Timeliness in answering incoming calls often has acute importance, as is self evident in the case of emergency calls to police departments. Further, the terms of contracts between commercial enterprises and call center vendors often specify average or maximum times that incoming calls may not exceed while lingering in a call center queue before being answered by an agent.
Timeliness specifications may be transgressed when an agent leaves his or her call center station without giving proper notice, which notice requires overt action by the agent to inform the call center routing algorithm that the agent will be unavailable. Calls continue to be routed to that agent despite his or her absence. In manual-answer call centers, these calls go unanswered, of course, and increase the average-time-to-answer for the call center. In principle, such unanswered call may also violate maximum-time-to-answer specifications. In practice, they always annoy customers and clients; in the extreme, they may have dire consequences when emergencies are involved. To minimize the increase in average-time-to-answer in manual-answer call centers, and to satisfy maximum-time-to-answer specifications, calls that are not answered after a predetermined number of rings are returned to queue, to be assigned to another agent.

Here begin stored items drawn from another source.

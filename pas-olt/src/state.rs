//! Bring-up state machine states
//!
//! This module defines the states of one OLT bring-up session, from the
//! initial version handshake through the per-channel provisioning barriers
//! to steady-state supervision.

use std::fmt::{self, Display};
use std::time::Duration;

use pas_core::{HANDSHAKE_TIMEOUT, KEEPALIVE_INTERVAL, PROVISIONING_TIMEOUT};

/// State of one OLT bring-up session
///
/// # State Transitions
///
/// ```text
/// Disconnected -> WaitProtoVersion -> GotProtoVersion -> WaitOltVersion
///   -> GotOltVersion -> WaitOltOptics -> GotOltOptics -> WaitOltIoOptics
///   -> GotOltIoOptics -> WaitQueryResponse -> GotQueryResponse
///   -> WaitOltAdd -> GotOltAdd -> WaitAlarmSet -> GotAlarmSet (operational)
/// ```
///
/// `Got*` states fire their outbound commands as synchronous entry actions
/// and immediately hand over to the next `Wait*` state. `Wait*` states race
/// a timeout against the next inbound response. Handshake timeouts restart
/// from `Disconnected` while the retry budget lasts; provisioning timeouts
/// go straight to `Error`. `GotAlarmSet` is the operational steady state
/// with a recurring keepalive.
#[derive(Debug, Clone, Copy, PartialEq, Eq)]
pub enum OltState {
    /// No contact with the device yet, or handshake restarted after a
    /// retryable timeout
    Disconnected,
    /// Protocol-version request sent, waiting for the response
    WaitProtoVersion,
    /// Protocol version confirmed
    GotProtoVersion,
    /// OLT-version request sent, waiting for the response
    WaitOltVersion,
    /// OLT version confirmed, handshake complete
    GotOltVersion,
    /// Optics configuration fanned out, collecting per-channel acks
    WaitOltOptics,
    /// Every channel acknowledged the optics configuration
    GotOltOptics,
    /// IO pin control fanned out, collecting per-channel acks
    WaitOltIoOptics,
    /// Every channel acknowledged the IO pin control
    GotOltIoOptics,
    /// Transmit-enable query fanned out, collecting per-channel results
    WaitQueryResponse,
    /// Every channel reported downstream transmit enabled
    GotQueryResponse,
    /// Add-channel command fanned out, collecting per-channel acks
    WaitOltAdd,
    /// Every channel was added
    GotOltAdd,
    /// Alarm configuration fanned out, collecting per-channel acks
    WaitAlarmSet,
    /// Operational steady state: loss-of-signal alarms armed on every
    /// channel, keepalive running
    GotAlarmSet,
    /// Declared terminal success state
    ///
    /// No transition reaches it; `GotAlarmSet` is the de facto operational
    /// state and the session stays there for its whole lifetime.
    Initialized,
    /// Terminal failure sink, no transition leaves it
    Error,
}

impl OltState {
    /// Whether entering this state fires outbound commands immediately,
    /// with no external event required
    #[must_use]
    pub const fn has_entry_action(&self) -> bool {
        matches!(
            self,
            Self::Disconnected
                | Self::GotProtoVersion
                | Self::GotOltVersion
                | Self::GotOltOptics
                | Self::GotOltIoOptics
                | Self::GotQueryResponse
                | Self::GotOltAdd
        )
    }

    /// Whether this is one of the two handshake waits sharing the retry
    /// budget
    #[must_use]
    pub const fn is_handshake_wait(&self) -> bool {
        matches!(self, Self::WaitProtoVersion | Self::WaitOltVersion)
    }

    /// Whether this state collects per-channel acknowledgments behind the
    /// completion barrier
    #[must_use]
    pub const fn is_provisioning_wait(&self) -> bool {
        matches!(
            self,
            Self::WaitOltOptics
                | Self::WaitOltIoOptics
                | Self::WaitQueryResponse
                | Self::WaitOltAdd
                | Self::WaitAlarmSet
        )
    }

    /// Whether the session reached steady-state supervision
    #[must_use]
    pub const fn is_operational(&self) -> bool {
        matches!(self, Self::GotAlarmSet)
    }

    /// Whether no transition leaves this state
    #[must_use]
    pub const fn is_terminal(&self) -> bool {
        matches!(self, Self::Error | Self::Initialized)
    }

    /// Timer armed while waiting in this state
    ///
    /// Re-armed from scratch on every (re-)entry, including the self-loop
    /// taken while a barrier is partially complete. `None` for states that
    /// never wait.
    #[must_use]
    pub fn wait_timeout(&self) -> Option<Duration> {
        if self.is_handshake_wait() {
            Some(HANDSHAKE_TIMEOUT)
        } else if self.is_provisioning_wait() {
            Some(PROVISIONING_TIMEOUT)
        } else if self.is_operational() {
            Some(KEEPALIVE_INTERVAL)
        } else {
            None
        }
    }

    /// Human-readable name of the phase, used in timeout diagnostics
    #[must_use]
    pub const fn phase_name(&self) -> &'static str {
        match self {
            Self::WaitProtoVersion => "protocol version",
            Self::WaitOltVersion => "olt version",
            Self::WaitOltOptics => "olt optics acks",
            Self::WaitOltIoOptics => "olt io optics acks",
            Self::WaitQueryResponse => "transmit-enable query",
            Self::WaitOltAdd => "add olt channel acks",
            Self::WaitAlarmSet => "alarm config acks",
            Self::GotAlarmSet => "keepalive",
            _ => "no wait",
        }
    }
}

impl Default for OltState {
    fn default() -> Self {
        Self::Disconnected
    }
}

impl Display for OltState {
    fn fmt(&self, f: &mut fmt::Formatter<'_>) -> fmt::Result {
        let name = match self {
            Self::Disconnected => "Disconnected",
            Self::WaitProtoVersion => "WaitProtoVersion",
            Self::GotProtoVersion => "GotProtoVersion",
            Self::WaitOltVersion => "WaitOltVersion",
            Self::GotOltVersion => "GotOltVersion",
            Self::WaitOltOptics => "WaitOltOptics",
            Self::GotOltOptics => "GotOltOptics",
            Self::WaitOltIoOptics => "WaitOltIoOptics",
            Self::GotOltIoOptics => "GotOltIoOptics",
            Self::WaitQueryResponse => "WaitQueryResponse",
            Self::GotQueryResponse => "GotQueryResponse",
            Self::WaitOltAdd => "WaitOltAdd",
            Self::GotOltAdd => "GotOltAdd",
            Self::WaitAlarmSet => "WaitAlarmSet",
            Self::GotAlarmSet => "GotAlarmSet",
            Self::Initialized => "Initialized",
            Self::Error => "Error",
        };
        f.write_str(name)
    }
}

In contrast to a manual-answer call center, an automatic-answer call center does not ring calls to agents. Instead, an automatic-answer call center, which is sometimes called a forced-answer call center, selects an agent on record as being available, assigns a call from the queue to the agent, and automatically answers the call for the agent (i.e., establishes a connection between the agent and the calling party automatically). Relative to manual call answering, automatic call answering provides a better average-time-to-answer for call centers, and provides more responsive service to callers.
When an agent leaves his or her station in an automatic-answer call center without giving proper notice, however, an incoming call may still be routed to the agent and answered automatically, even though the agent is not actually present to serve the calling party. When this happens, an unchecked open connection is established. The open connection has all the adverse consequences of an open connection in a manual-answer call center. Unlike a manual-answer call center, however, an automatic-answer call center has no way of minimizing the damage caused by such an open connection by returning the call to queue.
Thus there is a need to provide a method for processing calls in call centers with automatic answering that preserves the responsiveness of automatic call answering, but which also provides the return-to-queue safeguards of manual call answering.